In rapid testing, sheep RBCs or latex reagent consists of a stabilized RBC or latex suspension coated with albumin and chemically bonded with denatured human gamma globulin. This reagent serves as an antigen in the procedure. If RFs are present in the serum, macroscopic agglutination will be visible when the reagent is mixed with the serum.

The determination of RFs is important in the prognosis and therapeutic management of rheumatoid arthritis; however, biologically false-positive test results may be observed in a variety of disorders, such as SLE, Sjögren’s syndrome, syphilis, and hepatitis.

Results

Qualitative Test Results

• Negative: No agglutination or color change is seen in the reagent.

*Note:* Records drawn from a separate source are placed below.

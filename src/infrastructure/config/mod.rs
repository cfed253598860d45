//! Configuration management infrastructure
//!
//! Hierarchical configuration using figment:
//! - Project-local YAML loading (.colloquy/config.yaml + local.yaml)
//! - Organization overlays (.colloquy/orgs/<org>.yaml)
//! - Environment variable overrides (COLLOQUY_*)
//! - Configuration validation

pub mod loader;

pub use loader::{ConfigError, ConfigLoader};
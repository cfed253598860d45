//! Main configuration structure for Colloquy.

use serde::{Deserialize, Serialize};
use std::collections::HashMap;

/// Top-level configuration, merged from defaults, project YAML, an optional
/// organization overlay, and `COLLOQUY_*` environment variables.
#[derive(Debug, Clone, Default, Serialize, Deserialize)]
#[serde(rename_all = "snake_case")]
pub struct Config {
    /// Model backend configuration
    #[serde(default)]
    pub backend: BackendConfig,

    /// Embedding provider configuration
    #[serde(default)]
    pub embedding: EmbeddingConfig,

    /// Memory retrieval configuration
    #[serde(default)]
    pub retrieval: RetrievalConfig,

    /// Database configuration
    #[serde(default)]
    pub database: DatabaseConfig,

    /// Logging configuration
    #[serde(default)]
    pub logging: LoggingConfig,

    /// Retry policy configuration
    #[serde(default)]
    pub retry: RetryConfig,

    /// Rate limiting configuration
    #[serde(default)]
    pub rate_limit: RateLimitConfig,

    /// Phase chain configuration
    #[serde(default)]
    pub chain: ChainConfig,
}

/// Model backend configuration
#[derive(Debug, Clone, Serialize, Deserialize)]
#[serde(rename_all = "snake_case")]
pub struct BackendConfig {
    /// Base URL of the chat-completions endpoint
    #[serde(default = "default_backend_base_url")]
    pub base_url: String,

    /// Model identifier sent with every request
    #[serde(default = "default_backend_model")]
    pub model: String,

    /// API key; falls back to the `OPENAI_API_KEY` environment variable
    #[serde(default, skip_serializing_if = "Option::is_none")]
    pub api_key: Option<String>,

    /// Request timeout in seconds
    #[serde(default = "default_backend_timeout_secs")]
    pub timeout_secs: u64,

    /// Token budget per call; a view estimated at or above this count
    /// short-circuits without a backend call
    #[serde(default = "default_token_limit")]
    pub token_limit: usize,

    /// Sampling temperature
    #[serde(default = "default_temperature")]
    pub temperature: f32,
}

fn default_backend_base_url() -> String {
    "https://api.openai.com".to_string()
}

The reagent should have a smooth appearance against a yellow/greenish background.

• Positive: The agglutinated reagent will become visibly blue against a yellow background.

Chapter Highlights

• Immunologic factors may be involved in the articular and the extra-articular manifestations of rheumatoid arthritis.

• Rheumatoid arthritis is a chronic, usually progressive, inflammatory disorder of the joints, ranging from mild illness to a progressive, destructive polyarthritis associated with a systemic vasculitis.

• Two pathogenic mechanisms for RA have been hypothesized:

• Immunoglobulins can also be observed in synovial lining cells, blood vessels, and interstitial connective tissues. As many as 50% of the plasma cells that can be located in the synovium secrete IgG. The serum of most RA patients has detectable soluble immune complexes. Rheumatoid factors (RFs) have been associated with IgM, IgG, and IgA.

• Cyclic citrullinated peptide (CCP) antibodies are a highly specific and early RA indicator.

• Felty’s syndrome is RA with associated splenomegaly and leukopenia. High-titer RF, positive antinuclear antibody (ANA) assay, and rheumatoid nodules are frequently found in patients with Felty’s syndrome.

• Juvenile idiopathic arthritis is a condition of chronic synovitis, beginning during childhood.